- Chesapeake Bay Total Maximum Daily Load Implementation
- August 2, 2016 | Author: Seth V.D.H. Cooley
- Law Firm: Duane Morris LLP - Philadelphia Office
In a recent edition of our Energy, Environment and Resources Update, we discussed the then-pending petition for writ of certiorari from a decision of the U.S. Court of Appeals for the Third Circuit upholding the Chesapeake Bay TMDL (Total Maximum Daily Load). On February 29, 2016, the U.S. Supreme Court denied the petition. The Chesapeake Bay TMDL will now move into implementation mode, free from legal attack on EPA’s authority to issue it.
The TMDL requires substantial reductions in the amounts of nitrogen (25 percent), phosphorus (24 percent) and sediment (20 percent) that are annually released to the Chesapeake Bay watershed. A major tool to be employed in meeting these targets is the establishment and expansion of riparian buffers—areas of forest or grassland bordering streams and rivers in agricultural settings. Details are established through Watershed Implementation Plans for each of the six Bay states (i.e., Delaware, Maryland, New York, Pennsylvania, Virginia and West Virginia), as well as the District of Columbia. The Chesapeake Bay TMDL will likely be used as a model in other watersheds with impaired water quality related largely to agricultural activity.
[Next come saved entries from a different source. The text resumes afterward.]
// Export modules for library usage
pub mod charts;
pub mod cli;
pub mod commands;
pub mod compliance;
pub mod config;
pub mod core;
pub mod errors;
pub mod io;
pub mod report;
pub mod scorecard;
pub mod service;
pub mod tables;

// Re-export commonly used types
pub use crate::core::{ColumnNames, RawValue, SampleRecord, SampleSet, Stratum};

pub use crate::compliance::{
    evaluate, evaluate_category, ComplianceEvaluation, ComplianceRecord, ComplianceSummary,
    UnknownReason, Verdict,
};

pub use crate::config::{
    load_config, AppConfig, DisplayLabels, ParameterCategory, ProfileRegistry, ReportProfile,
    ThresholdTable,
};

pub use crate::errors::{Error, Result};

pub use crate::io::output::{create_writer, OutputFormat, OutputWriter};

pub use crate::report::{compile, CompileInputs, ContextValue, FieldId, ReportContext, ReportType};

pub use crate::service::{
    Collaborators, GenerationOutcome, GenerationRequest, Registration, ReportService,
};

pub use crate::tables::{Cell, Column, PresentationTable};
use super::grouped::group_by_point;
use super::{Cell, Column, PresentationTable};
use crate::compliance::{ComplianceEvaluation, ComplianceRecord, Verdict};
use crate::config::{DisplayLabels, ParameterCategory};
use crate::core::{format_number, ColumnNames, SampleSet};
use std::collections::HashMap;

/// Pivot compliance records into one row per point and one column per
/// category parameter.
///
/// Compliant values are plain numbers, exceedances are flagged cells and
/// undetermined verdicts show the unavailable marker. `passthrough`
/// columns are copied as text from the first row of each point. When a
/// point has several records for one parameter the first one wins.
pub fn flagged_pivot(
    samples: &SampleSet,
    evaluation: &ComplianceEvaluation,
    category: &ParameterCategory,
    passthrough: &[String],
    columns: &ColumnNames,
    labels: &DisplayLabels,
) -> PresentationTable {
    let mut header = vec![Column::named(columns.point.clone())];
    header.extend(
        category
            .parameters
            .iter()
            .map(|p| Column::new(category.column_key(p), p.clone())),
    );
    header.extend(passthrough.iter().map(|name| Column::named(name.clone())));
    let mut table = PresentationTable::new(header);

    let mut by_key: HashMap<(&str, &str), &ComplianceRecord> = HashMap::new();
    for record in &evaluation.records {
        by_key
            .entry((record.point.as_str(), record.parameter.as_str()))
            .or_insert(record);
    }

    for (point, rows) in group_by_point(samples) {
        let mut cells = vec![Cell::text(point)];
        cells.extend(category.parameters.iter().map(|parameter| {
            match by_key.get(&(point, parameter.as_str())) {
                Some(record) => verdict_cell(record, labels),
                None => Cell::text(labels.unavailable.clone()),
            }
        }));
        cells.extend(passthrough.iter().map(|name| match rows.first() {
            Some(row) => Cell::from_raw(row.value(name)),
            None => Cell::Empty,
        }));
        table.push_row(cells);
    }

    table
}

fn verdict_cell(record: &ComplianceRecord, labels: &DisplayLabels) -> Cell {
    match (record.verdict, record.value) {
        (Verdict::Compliant, Some(value)) => Cell::Number(value),
        (Verdict::NonCompliant, Some(value)) => Cell::Flagged(format_number(value)),
        _ => Cell::text(labels.unavailable.clone()),
    }
}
Notably, the court’s decision to deny certiorari and thereby effectively endorse EPA’s authority to regulate wide-scale water pollution by working with multiple states in customizing plans to reduce pollution associated with an entire business sector (here, agriculture) occurred after the passing of Justice Antonin Scalia, but prior to the court’s consideration of EPA’s Clean Power Plan. The Clean Power Plan, like the Chesapeake Bay TMDL, represents a regulatory effort founded on “cooperative federalism” at a multi-state level and with major economic ramifications. Inasmuch as the court did not explain its thinking behind its denial of certiorari in the Chesapeake Bay TMDL litigation, it appears difficult to gauge the extent to which that thinking may carry over to the Clean Power Plan litigation. Of course, the makeup of the court may also be different by the time the Clean Power Plan (presently stayed per U.S. Supreme Court order) makes it to the court after adjudication by the U.S. Court of Appeals for the District of Columbia.